• _Instructions for the task_
Go through the entries and copy every line that has the string "static" in it.

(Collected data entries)
───

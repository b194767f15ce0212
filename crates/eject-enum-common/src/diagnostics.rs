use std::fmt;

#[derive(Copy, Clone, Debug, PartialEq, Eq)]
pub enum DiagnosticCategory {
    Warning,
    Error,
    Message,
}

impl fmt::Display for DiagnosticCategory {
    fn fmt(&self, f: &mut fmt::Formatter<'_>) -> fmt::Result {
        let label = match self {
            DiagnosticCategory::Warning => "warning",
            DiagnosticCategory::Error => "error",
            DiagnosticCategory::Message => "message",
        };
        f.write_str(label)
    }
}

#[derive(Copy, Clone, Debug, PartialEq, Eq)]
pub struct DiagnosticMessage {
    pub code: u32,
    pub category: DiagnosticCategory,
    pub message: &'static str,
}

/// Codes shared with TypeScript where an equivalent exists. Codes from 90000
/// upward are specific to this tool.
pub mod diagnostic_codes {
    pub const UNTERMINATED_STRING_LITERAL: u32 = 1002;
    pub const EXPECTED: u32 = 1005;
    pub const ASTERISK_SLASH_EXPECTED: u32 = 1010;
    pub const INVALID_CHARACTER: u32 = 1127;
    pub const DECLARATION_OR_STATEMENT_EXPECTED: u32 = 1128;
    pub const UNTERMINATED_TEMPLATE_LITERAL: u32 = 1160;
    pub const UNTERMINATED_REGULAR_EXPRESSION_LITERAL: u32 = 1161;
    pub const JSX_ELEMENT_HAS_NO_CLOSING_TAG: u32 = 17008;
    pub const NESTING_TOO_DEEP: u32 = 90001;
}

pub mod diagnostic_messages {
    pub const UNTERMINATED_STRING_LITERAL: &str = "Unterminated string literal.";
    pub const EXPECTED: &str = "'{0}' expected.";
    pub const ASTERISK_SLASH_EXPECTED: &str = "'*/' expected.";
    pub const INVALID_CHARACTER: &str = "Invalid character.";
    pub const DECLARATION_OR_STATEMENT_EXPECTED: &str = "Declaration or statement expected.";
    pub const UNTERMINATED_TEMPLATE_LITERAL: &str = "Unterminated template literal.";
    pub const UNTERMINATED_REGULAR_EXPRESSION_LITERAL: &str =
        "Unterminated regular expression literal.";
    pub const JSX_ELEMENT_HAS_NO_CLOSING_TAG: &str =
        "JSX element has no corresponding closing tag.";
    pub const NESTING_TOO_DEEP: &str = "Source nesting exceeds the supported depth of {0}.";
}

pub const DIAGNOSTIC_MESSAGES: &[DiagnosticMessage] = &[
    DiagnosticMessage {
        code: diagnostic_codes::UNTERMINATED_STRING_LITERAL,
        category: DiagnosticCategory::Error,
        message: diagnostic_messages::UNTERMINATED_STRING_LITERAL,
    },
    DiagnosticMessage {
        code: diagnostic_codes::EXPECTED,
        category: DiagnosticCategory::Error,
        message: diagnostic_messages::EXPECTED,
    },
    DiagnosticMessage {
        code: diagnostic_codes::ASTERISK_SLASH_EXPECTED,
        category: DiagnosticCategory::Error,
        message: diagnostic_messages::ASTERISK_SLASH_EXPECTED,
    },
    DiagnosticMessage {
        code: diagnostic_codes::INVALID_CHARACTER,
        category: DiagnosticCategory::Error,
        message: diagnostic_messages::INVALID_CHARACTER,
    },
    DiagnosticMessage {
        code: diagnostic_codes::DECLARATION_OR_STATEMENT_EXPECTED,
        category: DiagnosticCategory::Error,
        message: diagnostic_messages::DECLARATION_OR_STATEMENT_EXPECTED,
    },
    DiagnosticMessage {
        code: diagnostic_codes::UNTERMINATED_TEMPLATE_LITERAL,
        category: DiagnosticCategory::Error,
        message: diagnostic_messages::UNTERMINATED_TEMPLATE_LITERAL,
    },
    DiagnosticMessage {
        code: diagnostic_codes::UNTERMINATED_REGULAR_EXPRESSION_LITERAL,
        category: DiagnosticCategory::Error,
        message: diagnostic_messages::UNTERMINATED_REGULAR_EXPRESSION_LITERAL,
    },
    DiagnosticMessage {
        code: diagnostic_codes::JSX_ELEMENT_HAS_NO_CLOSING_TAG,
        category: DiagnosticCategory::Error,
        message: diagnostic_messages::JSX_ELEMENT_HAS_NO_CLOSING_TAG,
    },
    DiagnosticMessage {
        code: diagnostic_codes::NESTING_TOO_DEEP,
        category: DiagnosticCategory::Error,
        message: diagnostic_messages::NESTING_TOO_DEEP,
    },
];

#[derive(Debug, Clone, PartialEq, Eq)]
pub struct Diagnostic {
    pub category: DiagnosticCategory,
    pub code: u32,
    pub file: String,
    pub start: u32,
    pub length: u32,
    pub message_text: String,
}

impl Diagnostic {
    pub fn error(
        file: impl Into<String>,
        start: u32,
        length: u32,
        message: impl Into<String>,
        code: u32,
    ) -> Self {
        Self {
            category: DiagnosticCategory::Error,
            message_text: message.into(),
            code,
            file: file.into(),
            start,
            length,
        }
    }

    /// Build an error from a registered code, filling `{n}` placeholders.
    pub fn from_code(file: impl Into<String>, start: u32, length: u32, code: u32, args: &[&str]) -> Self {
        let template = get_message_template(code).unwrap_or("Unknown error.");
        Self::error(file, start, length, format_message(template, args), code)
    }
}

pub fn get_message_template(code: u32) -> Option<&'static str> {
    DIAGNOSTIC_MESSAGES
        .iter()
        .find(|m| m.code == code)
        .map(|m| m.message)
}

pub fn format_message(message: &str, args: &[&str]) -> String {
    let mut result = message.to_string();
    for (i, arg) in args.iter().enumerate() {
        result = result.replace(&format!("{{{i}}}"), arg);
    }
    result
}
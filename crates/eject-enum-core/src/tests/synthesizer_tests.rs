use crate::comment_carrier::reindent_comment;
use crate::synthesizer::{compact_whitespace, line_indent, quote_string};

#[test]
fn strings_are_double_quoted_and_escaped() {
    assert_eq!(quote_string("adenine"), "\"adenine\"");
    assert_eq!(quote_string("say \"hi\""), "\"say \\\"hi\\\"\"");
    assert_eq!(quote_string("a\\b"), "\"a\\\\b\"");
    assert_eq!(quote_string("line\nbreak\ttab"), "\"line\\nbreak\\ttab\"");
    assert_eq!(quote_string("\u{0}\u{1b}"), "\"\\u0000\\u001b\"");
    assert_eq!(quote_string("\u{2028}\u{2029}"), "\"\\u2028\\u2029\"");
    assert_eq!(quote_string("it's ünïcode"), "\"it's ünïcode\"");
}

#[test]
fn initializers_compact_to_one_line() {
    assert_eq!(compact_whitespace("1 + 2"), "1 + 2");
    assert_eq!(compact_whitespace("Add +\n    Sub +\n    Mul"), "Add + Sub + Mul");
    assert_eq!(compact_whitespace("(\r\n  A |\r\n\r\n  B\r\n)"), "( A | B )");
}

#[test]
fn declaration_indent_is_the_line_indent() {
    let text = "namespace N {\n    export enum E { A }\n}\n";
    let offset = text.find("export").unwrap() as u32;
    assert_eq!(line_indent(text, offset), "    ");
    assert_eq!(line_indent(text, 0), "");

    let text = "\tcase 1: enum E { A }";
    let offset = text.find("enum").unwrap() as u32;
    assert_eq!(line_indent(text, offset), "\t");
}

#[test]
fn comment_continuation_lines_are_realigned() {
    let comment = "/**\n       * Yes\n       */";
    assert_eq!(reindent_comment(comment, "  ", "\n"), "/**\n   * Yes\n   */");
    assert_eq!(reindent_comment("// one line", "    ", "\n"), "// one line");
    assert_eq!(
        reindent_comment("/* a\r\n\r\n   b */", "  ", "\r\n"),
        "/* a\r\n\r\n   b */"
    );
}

───

• _Result of this exercise_
    pub message: &'static str,
pub fn get_message_template(code: u32) -> Option<&'static str> {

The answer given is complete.